DAVID: You are playing the something-from-nothing game. -No I'm not. I think you are confusing de novo with ex nihilo. I am following the process whereby every innovation (de novo) has a cause, and the first cause is eternal energy producing new matter. You subscribe to the same first cause, but insist that it is self-aware.-DAVID: I agree that there is a 'source' that is creating the information, but to expect such complex information to be generated from the amorphous energy plasma at the beginning of the Big Bang is very unreasonable if not totally impossible.-You might as well say that it is very unreasonable if not totally impossible for the amorphous energy you call God to have been possessed of all the complex information required to create the complex information resulting from the big bang (if it ever happened). There is no consistency in the argument that energy cannot produce information, and therefore energy must already have had all the information all the time.-dhw: Analysis, however, clearly requires some kind of consciousness (or, as you put it, the information to do the analysis), but when, how, and in what form that consciousness came into being, nobody knows. This last comment applies equally to your God and to living organisms.
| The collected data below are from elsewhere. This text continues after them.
//! Process-wide wiring

mod state;

pub use state::AppState;
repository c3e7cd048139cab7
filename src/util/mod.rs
//! Shared utilities

pub mod time;
//! Scene drawing: trails, agents and the capture radius

use crate::game::{GameState, Trail};

use super::{Rgba, Surface};

/// Canvas edge length in pixels; normalized coordinates are scaled by this
pub const CANVAS_SIZE: f64 = 500.0;

const PREY_COLOR: Rgba = Rgba::new(0, 0, 255, 1.0);
const PREDATOR_COLOR: Rgba = Rgba::new(255, 0, 0, 1.0);

const MARKER_RADIUS: f64 = 10.0;
/// Capture radius in normalized units
const CAPTURE_RADIUS: f64 = 0.2;
const CAPTURE_ALPHA: f64 = 0.2;
const TRAIL_LINE_ALPHA: f64 = 0.4;
const TRAIL_LINE_WIDTH: f64 = 2.0;

/// Map a normalized position to pixels, flipping y
pub fn to_pixels((x, y): (f64, f64)) -> (f64, f64) {
    (x * CANVAS_SIZE, (1.0 - y) * CANVAS_SIZE)
}

/// Draw one frame. Holds no state between calls.
pub fn draw_scene<S: Surface + ?Sized>(
    surface: &mut S,
    state: &GameState,
    prey_trail: &Trail,
    predator_trail: &Trail,
) {
    surface.clear();

    draw_trail(surface, prey_trail, PREY_COLOR);
    draw_trail(surface, predator_trail, PREDATOR_COLOR);

    surface.fill_circle(to_pixels(state.prey()), MARKER_RADIUS, PREY_COLOR);

    let predator = to_pixels(state.predator());
    surface.fill_circle(
        predator,
        CAPTURE_RADIUS * CANVAS_SIZE,
        PREDATOR_COLOR.with_alpha(CAPTURE_ALPHA),
    );
    surface.fill_circle(predator, MARKER_RADIUS, PREDATOR_COLOR);
}

/// Faded polyline plus dots that grow and brighten toward the newest point
fn draw_trail<S: Surface + ?Sized>(surface: &mut S, trail: &Trail, color: Rgba) {
    if trail.is_empty() {
        return;
    }

    let points: Vec<(f64, f64)> = trail.iter().map(|p| to_pixels(*p)).collect();
    surface.stroke_polyline(&points, color.with_alpha(TRAIL_LINE_ALPHA), TRAIL_LINE_WIDTH);

    let len = points.len() as f64;
    for (i, point) in points.iter().enumerate() {
        let alpha = i as f64 / len;
        surface.fill_circle(*point, 2.0 + 4.0 * alpha, color.with_alpha(alpha));
    }
}

#[cfg(test)]
mod tests {
    use super::*;
    use crate::render::{DisplayList, DrawCmd};

    #[test]
    fn maps_and_flips_y() {
        assert_eq!(to_pixels((0.0, 0.0)), (0.0, 500.0));
        assert_eq!(to_pixels((1.0, 1.0)), (500.0, 0.0));
        assert_eq!(to_pixels((0.25, 0.75)), (125.0, 125.0));
    }

    #[test]
    fn draws_agents_without_trails() {
        let state = GameState::new([0.0, 0.25, 0.5, 0.5, 0.75]);
        let mut list = DisplayList::new();
        draw_scene(&mut list, &state, &Trail::new(), &Trail::new());

        let cmds = list.commands();
        assert_eq!(cmds.len(), 4);
        assert_eq!(cmds[0], DrawCmd::Clear);
        assert_eq!(
            cmds[1],
            DrawCmd::Circle {
                center: (125.0, 250.0),
                radius: 10.0,
                color: PREY_COLOR,
            }
        );
        match &cmds[2] {
            DrawCmd::Circle { center, radius, color } => {
                assert_eq!(*center, (250.0, 125.0));
                assert_eq!(*radius, 100.0);
                assert_eq!(color.a, 0.2);
            }
            other => panic!("expected capture disc, got {other:?}"),
        }
    }

    #[test]
    fn trail_dots_grow_with_recency() {
        let state = GameState::new([0.0; 5]);
        let mut prey = Trail::new();
        for i in 0..4 {
            prey.push((i as f64 * 0.1, 0.5));
        }
        let mut list = DisplayList::new();
        draw_scene(&mut list, &state, &prey, &Trail::new());

        let cmds = list.commands();
        match &cmds[1] {
            DrawCmd::Polyline { points, color, width } => {
                assert_eq!(points.len(), 4);
                assert_eq!(color.a, 0.4);
                assert_eq!(*width, 2.0);
            }
            other => panic!("expected polyline, got {other:?}"),
        }

        let radii: Vec<f64> = cmds[2..6]
            .iter()
            .map(|cmd| match cmd {
                DrawCmd::Circle { radius, .. } => *radius,
                other => panic!("expected dot, got {other:?}"),
            })
            .collect();
        assert_eq!(radii, vec![2.0, 3.0, 4.0, 5.0]);
    }
}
DAVID: Intelligence had to come into being before anything else. From your viewpoint, it came from no where. I'll stick with cause and effect....-Another dogmatic statement that has no justification. From my viewpoint intelligence MIGHT have preceded the formation of our material universe (I am an agnostic), and it might have evolved from the interaction between mindless energy and matter. The latter constitutes cause and effect. Your conscious, know-all energy is what came from nowhere. My alternative consciousness came from somewhere. But I find both hypotheses difficult to believe. (I am still an agnostic!) 
 
DAVID: ...and IMHO your proposal requires an intelligent first cause. As for bacterial analytic capacity, studies in analytic chemistry show how they do it in being attracted to food from the chemicals given off. X-ray diffraction and biochemical studies show how energy is provided to run the rotors of the flagella. The bi-lipid membranes of the outer surface have fully delineated biochemical processes for engulfing food, and then digesting it. All implanted reactions run from the info in the genome.-As always you seize on the biological processes, which apply equally to ourselves. There are chemical processes at work when we are attracted to food, when we use energy to move, when we swallow and when we digest. But like ourselves, bacteria communicate, cooperate, take decisions. All these activities require chemical processes that are directed by mental processes, but when it comes to non-human organisms you focus exclusively on the chemicals.-Xxxxxxxxxxxxxxxxxxxxxx-You have done the same with your latest post, which concludes with the quote: “...such processes are not controlled by magical powers but by the interaction of biochemistry and mechanical forces.” Materialists would say exactly the same about our own behaviour, and then you would be up in arms. Of course they may be right - as you have stated at the start of this post: “no one can tell and at this time no one can know which of the two decision/opinions are correct.” The article on the human brain also focuses exclusively on biological processes. The strange thing is that you are not a materialist, and yet you insist on accepting materialism for some organisms, reject it for humans, and hum and haw when it comes to some of our fellow animals.